REQUIRED WORK:
What is the count of lines below that include "Clone"? Reply with nothing else.

EXERCISE DATA:
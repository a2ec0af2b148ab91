// Copyright (c) 2025 Ronan LE MEILLAT, SCTG Development
// This file is part of the neasmart-gateway project and is licensed under the
// SCTG Development Non-Commercial License v1.0 (see LICENSE.md for details).

//! Circuit breaker state machine
//!
//! ```text
//!            failures >= threshold
//!   Closed ------------------------> Open
//!     ^                               |  ^
//!     | successes >= half_open_max    |  | any failure
//!     |                               v  |
//!     +--------------------------- HalfOpen
//!                     recovery_timeout elapsed
//! ```
//!
//! Transitions happen under one lock. The wrapped operation runs without it,
//! so a bus call that hangs for seconds does not block status queries or
//! other callers being rejected. In the half-open phase a single trial call
//! is in flight at a time; concurrent callers are rejected as if open.

use std::fmt;
use std::future::Future;
use std::time::{Duration, Instant};

use log::{debug, info, warn};
use parking_lot::Mutex;
use serde::Serialize;
use thiserror::Error;

/// Breaker position.
#[derive(Debug, Clone, Copy, PartialEq, Eq, Serialize)]
#[serde(rename_all = "snake_case")]
pub enum CircuitState {
    Closed,
    Open,
    HalfOpen,
}

impl fmt::Display for CircuitState {
    fn fmt(&self, f: &mut fmt::Formatter<'_>) -> fmt::Result {
        f.write_str(match self {
            CircuitState::Closed => "closed",
            CircuitState::Open => "open",
            CircuitState::HalfOpen => "half_open",
        })
    }
}

#[derive(Debug, Clone, Copy, PartialEq, Eq)]
pub struct CircuitBreakerConfig {
    /// Consecutive failures that open the breaker.
    pub failure_threshold: u32,
    /// Time spent open before a trial call is allowed.
    pub recovery_timeout: Duration,
    /// Consecutive half-open successes that close the breaker.
    pub half_open_max_calls: u32,
}

impl Default for CircuitBreakerConfig {
    fn default() -> Self {
        Self {
            failure_threshold: 5,
            recovery_timeout: Duration::from_secs(60),
            half_open_max_calls: 3,
        }
    }
}

/// Outcome of a call rejected by the breaker or failed by the operation.
#[derive(Debug, Error)]
pub enum BreakerError<E> {
    /// The operation was not invoked.
    #[error("circuit breaker is open")]
    CircuitOpen,

    #[error("{0}")]
    Operation(E),
}

impl<E> BreakerError<E> {
    pub fn is_circuit_open(&self) -> bool {
        matches!(self, BreakerError::CircuitOpen)
    }
}

/// Snapshot returned by [`CircuitBreaker::status`].
#[derive(Debug, Clone, PartialEq, Serialize)]
pub struct BreakerStatus {
    pub state: CircuitState,
    pub failure_count: u32,
    pub half_open_successes: u32,
    pub seconds_since_last_failure: Option<f64>,
}

#[derive(Debug)]
struct BreakerState {
    state: CircuitState,
    failure_count: u32,
    last_failure: Option<Instant>,
    half_open_successes: u32,
    trial_in_flight: bool,
}

pub struct CircuitBreaker {
    name: String,
    config: CircuitBreakerConfig,
    state: Mutex<BreakerState>,
}

/// Admission granted by [`CircuitBreaker::admit`].
///
/// A half-open trial that is dropped before recording its outcome (e.g. the
/// caller's future was cancelled) frees the trial slot again.
struct Admission<'a> {
    breaker: &'a CircuitBreaker,
    trial: bool,
    recorded: bool,
}

impl Admission<'_> {
    fn record(mut self, success: bool) {
        self.recorded = true;
        if success {
            self.breaker.on_success(self.trial);
        } else {
            self.breaker.on_failure(self.trial);
        }
    }
}

impl Drop for Admission<'_> {
    fn drop(&mut self) {
        if self.trial && !self.recorded {
            self.breaker.state.lock().trial_in_flight = false;
        }
    }
}

impl CircuitBreaker {
    pub fn new(name: impl Into<String>, config: CircuitBreakerConfig) -> Self {
        Self {
            name: name.into(),
            config,
            state: Mutex::new(BreakerState {
                state: CircuitState::Closed,
                failure_count: 0,
                last_failure: None,
                half_open_successes: 0,
                trial_in_flight: false,
            }),
        }
    }

    pub fn config(&self) -> &CircuitBreakerConfig {
        &self.config
    }

    /// Run `operation` under breaker protection.
    ///
    /// ### Returns
    ///
    /// * `Ok(value)` - the operation succeeded
    /// * `Err(BreakerError::CircuitOpen)` - rejected, `operation` was not called
    /// * `Err(BreakerError::Operation(e))` - the operation's own error
    pub async fn call<F, Fut, T, E>(&self, operation: F) -> Result<T, BreakerError<E>>
    where
        F: FnOnce() -> Fut,
        Fut: Future<Output = Result<T, E>>,
    {
        let admission = self.admit().ok_or(BreakerError::CircuitOpen)?;
        let result = operation().await;
        admission.record(result.is_ok());
        result.map_err(BreakerError::Operation)
    }

    pub fn state(&self) -> CircuitState {
        self.state.lock().state
    }

    pub fn failure_count(&self) -> u32 {
        self.state.lock().failure_count
    }

    pub fn status(&self) -> BreakerStatus {
        let state = self.state.lock();
        BreakerStatus {
            state: state.state,
            failure_count: state.failure_count,
            half_open_successes: state.half_open_successes,
            seconds_since_last_failure: state.last_failure.map(|t| t.elapsed().as_secs_f64()),
        }
    }

    /// Force the breaker closed.
    pub fn reset(&self) {
        let mut state = self.state.lock();
        state.state = CircuitState::Closed;
        state.failure_count = 0;
        state.half_open_successes = 0;
        state.trial_in_flight = false;
        info!("Circuit breaker '{}' reset", self.name);
    }

    fn admit(&self) -> Option<Admission<'_>> {
        let mut state = self.state.lock();
        match state.state {
            CircuitState::Closed => {
                return Some(Admission {
                    breaker: self,
                    trial: false,
                    recorded: false,
                })
            }
            CircuitState::Open => {
                let cooled_down = state
                    .last_failure
                    .map_or(true, |t| t.elapsed() > self.config.recovery_timeout);
                if !cooled_down {
                    debug!("Circuit breaker '{}' is open, rejecting call", self.name);
                    return None;
                }
                state.state = CircuitState::HalfOpen;
                state.half_open_successes = 0;
                state.trial_in_flight = false;
                info!("Circuit breaker '{}' half-open, admitting trial calls", self.name);
            }
            CircuitState::HalfOpen => {}
        }

        if state.trial_in_flight {
            debug!("Circuit breaker '{}' trial already in flight", self.name);
            return None;
        }
        state.trial_in_flight = true;
        Some(Admission {
            breaker: self,
            trial: true,
            recorded: false,
        })
    }

    fn on_success(&self, trial: bool) {
        let mut state = self.state.lock();
        match state.state {
            CircuitState::HalfOpen if trial => {
                state.trial_in_flight = false;
                state.half_open_successes += 1;
                if state.half_open_successes >= self.config.half_open_max_calls {
                    state.state = CircuitState::Closed;
                    state.failure_count = 0;
                    state.half_open_successes = 0;
                    info!("Circuit breaker '{}' closed after successful recovery", self.name);
                }
            }
            CircuitState::Closed => state.failure_count = 0,
            // Stale outcome of a call admitted before the last transition
            _ => {}
        }
    }

    fn on_failure(&self, trial: bool) {
        let mut state = self.state.lock();
        match state.state {
            CircuitState::HalfOpen if trial => {
                state.state = CircuitState::Open;
                state.trial_in_flight = false;
                state.half_open_successes = 0;
                state.last_failure = Some(Instant::now());
                warn!(
                    "Circuit breaker '{}' reopened after a failure in half-open state",
                    self.name
                );
            }
            CircuitState::Closed => {
                state.failure_count += 1;
                state.last_failure = Some(Instant::now());
                if state.failure_count >= self.config.failure_threshold {
                    state.state = CircuitState::Open;
                    warn!(
                        "Circuit breaker '{}' opened after {} failures",
                        self.name, state.failure_count
                    );
                }
            }
            _ => {}
        }
    }
}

RESPONSE FOR THIS EXERCISE:
3